Task statement: Transcribe each line below word for word.

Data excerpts
Content starts
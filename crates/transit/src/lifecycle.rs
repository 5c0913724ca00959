//! Connection lifecycle: connect with backoff-and-retry, the post-connect
//! handshake, and graceful disconnect.

use crate::state::TransitState;
use crate::transit::Transit;
use crate::transporter::Transporter;
use serde_json::Value;
use std::sync::atomic::Ordering;
use std::time::Duration;
use tokio::sync::oneshot;
use tracing::{info, warn};

impl<T: Transporter + 'static> Transit<T> {
    /// Invokes the transporter's connect. On failure, retries after the
    /// configured backoff unless a disconnect has been requested in the
    /// meantime. Resolves only once the post-connect handshake reports
    /// connected.
    pub async fn connect(self: &std::sync::Arc<Self>) {
        self.state.set(TransitState::Connecting);
        loop {
            info!(node = %self.self_node, "connecting transporter");
            match self.transporter.connect().await {
                Ok(()) => {
                    self.wait_connected().await;
                    return;
                }
                Err(err) => {
                    if self.is_disconnecting() {
                        return;
                    }
                    warn!(error = %err, "connect failed, retrying");
                    tokio::time::sleep(Duration::from_millis(self.config.backoff.base_ms)).await;
                }
            }
        }
    }

    /// Registers a waiter completed once the handshake declares connected.
    pub async fn wait_connected(&self) {
        if self.state.is_connected() {
            return;
        }
        let (tx, rx) = oneshot::channel();
        self.connect_waiters.lock().await.push(tx);
        let _ = rx.await;
    }

    /// Run once the transporter reports a completed connect. Skips the
    /// subscription barrier on reconnect, since topics remain bound.
    pub(crate) async fn run_post_connect_handshake(self: std::sync::Arc<Self>) {
        let first_connect = !self.barrier.is_open();
        if first_connect {
            self.state.set(TransitState::Subscribing);
            if let Err(err) = self.subscribe_core_topics().await {
                warn!(error = %err, "subscribing core topics failed");
                return;
            }
            self.mark_subscribed();
        }

        self.state.set(TransitState::Handshaking);

        if let Err(err) = self.discover_nodes().await {
            warn!(error = %err, "discoverNodes failed during handshake");
        }
        if let Err(err) = self.send_node_info(None).await {
            warn!(error = %err, "sendNodeInfo failed during handshake");
        }

        tokio::time::sleep(Duration::from_millis(
            self.config.heartbeat.handshake_grace_ms,
        ))
        .await;

        self.state.set(TransitState::Connected);
        self.broker
            .broadcast_local("$transporter.connected", Value::Null, None);

        let mut waiters = self.connect_waiters.lock().await;
        for waiter in waiters.drain(..) {
            let _ = waiter.send(());
        }
    }

    async fn subscribe_core_topics(&self) -> Result<(), crate::error::TransitError> {
        for topic in crate::subscription::core_topics(&self.self_node) {
            match topic {
                crate::subscription::Topic::Broadcast(name) => {
                    self.transporter.subscribe(name, None).await?;
                }
                crate::subscription::Topic::Scoped(name, node) => {
                    self.transporter.subscribe(name, Some(&node)).await?;
                }
            }
        }
        Ok(())
    }

    /// Graceful shutdown: marks disconnecting, notifies local listeners,
    /// and tells the peer mesh if the transporter is still up.
    pub async fn disconnect(&self) {
        self.state.set(TransitState::Draining);
        self.disconnecting.store(true, Ordering::Release);
        self.broker.broadcast_local(
            "$transporter.disconnected",
            serde_json::json!({ "graceFul": true }),
            None,
        );

        if self.transporter.connected() {
            if let Err(err) = self.send_disconnect_packet().await {
                warn!(error = %err, "failed to broadcast DISCONNECT");
            }
            if let Err(err) = self.transporter.disconnect().await {
                warn!(error = %err, "transporter disconnect failed");
            }
        }

        self.state.set(TransitState::Disconnected);
    }
}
Content ends
Written answer:
filename crates/transit/src/lifecycle.rs
repository 5c0913724ca00959
//! Connection lifecycle: connect with backoff-and-retry, the post-connect
//! handshake, and graceful disconnect.

use crate::state::TransitState;
use crate::transit::Transit;
use crate::transporter::Transporter;
use serde_json::Value;
use std::sync::atomic::Ordering;
use std::time::Duration;
use tokio::sync::oneshot;
use tracing::{info, warn};

impl<T: Transporter + 'static> Transit<T> {
    /// Invokes the transporter's connect. On failure, retries after the
    /// configured backoff unless a disconnect has been requested in the
    /// meantime. Resolves only once the post-connect handshake reports
    /// connected.
    pub async fn connect(self: &std::sync::Arc<Self>) {
        self.state.set(TransitState::Connecting);
        loop {
            info!(node = %self.self_node, "connecting transporter");
            match self.transporter.connect().await {
                Ok(()) => {
                    self.wait_connected().await;
                    return;
                }
                Err(err) => {
                    if self.is_disconnecting() {
                        return;
                    }
                    warn!(error = %err, "connect failed, retrying");
                    tokio::time::sleep(Duration::from_millis(self.config.backoff.base_ms)).await;
                }
            }
        }
    }

    /// Registers a waiter completed once the handshake declares connected.
    pub async fn wait_connected(&self) {
        if self.state.is_connected() {
            return;
        }
        let (tx, rx) = oneshot::channel();
        self.connect_waiters.lock().await.push(tx);
        let _ = rx.await;
    }

    /// Run once the transporter reports a completed connect. Skips the
    /// subscription barrier on reconnect, since topics remain bound.
    pub(crate) async fn run_post_connect_handshake(self: std::sync::Arc<Self>) {
        let first_connect = !self.barrier.is_open();
        if first_connect {
            self.state.set(TransitState::Subscribing);
            if let Err(err) = self.subscribe_core_topics().await {
                warn!(error = %err, "subscribing core topics failed");
                return;
            }
            self.mark_subscribed();
        }

        self.state.set(TransitState::Handshaking);

        if let Err(err) = self.discover_nodes().await {
            warn!(error = %err, "discoverNodes failed during handshake");
        }
        if let Err(err) = self.send_node_info(None).await {
            warn!(error = %err, "sendNodeInfo failed during handshake");
        }

        tokio::time::sleep(Duration::from_millis(
            self.config.heartbeat.handshake_grace_ms,
        ))
        .await;

        self.state.set(TransitState::Connected);
        self.broker
            .broadcast_local("$transporter.connected", Value::Null, None);

        let mut waiters = self.connect_waiters.lock().await;
        for waiter in waiters.drain(..) {
            let _ = waiter.send(());
        }
    }

    async fn subscribe_core_topics(&self) -> Result<(), crate::error::TransitError> {
        for topic in crate::subscription::core_topics(&self.self_node) {
            match topic {
                crate::subscription::Topic::Broadcast(name) => {
                    self.transporter.subscribe(name, None).await?;
                }
                crate::subscription::Topic::Scoped(name, node) => {
                    self.transporter.subscribe(name, Some(&node)).await?;
                }
            }
        }
        Ok(())
    }

    /// Graceful shutdown: marks disconnecting, notifies local listeners,
    /// and tells the peer mesh if the transporter is still up.
    pub async fn disconnect(&self) {
        self.state.set(TransitState::Draining);
        self.disconnecting.store(true, Ordering::Release);
        self.broker.broadcast_local(
            "$transporter.disconnected",
            serde_json::json!({ "graceFul": true }),
            None,
        );

        if self.transporter.connected() {
            if let Err(err) = self.send_disconnect_packet().await {
                warn!(error = %err, "failed to broadcast DISCONNECT");
            }
            if let Err(err) = self.transporter.disconnect().await {
                warn!(error = %err, "transporter disconnect failed");
            }
        }

        self.state.set(TransitState::Disconnected);
    }
}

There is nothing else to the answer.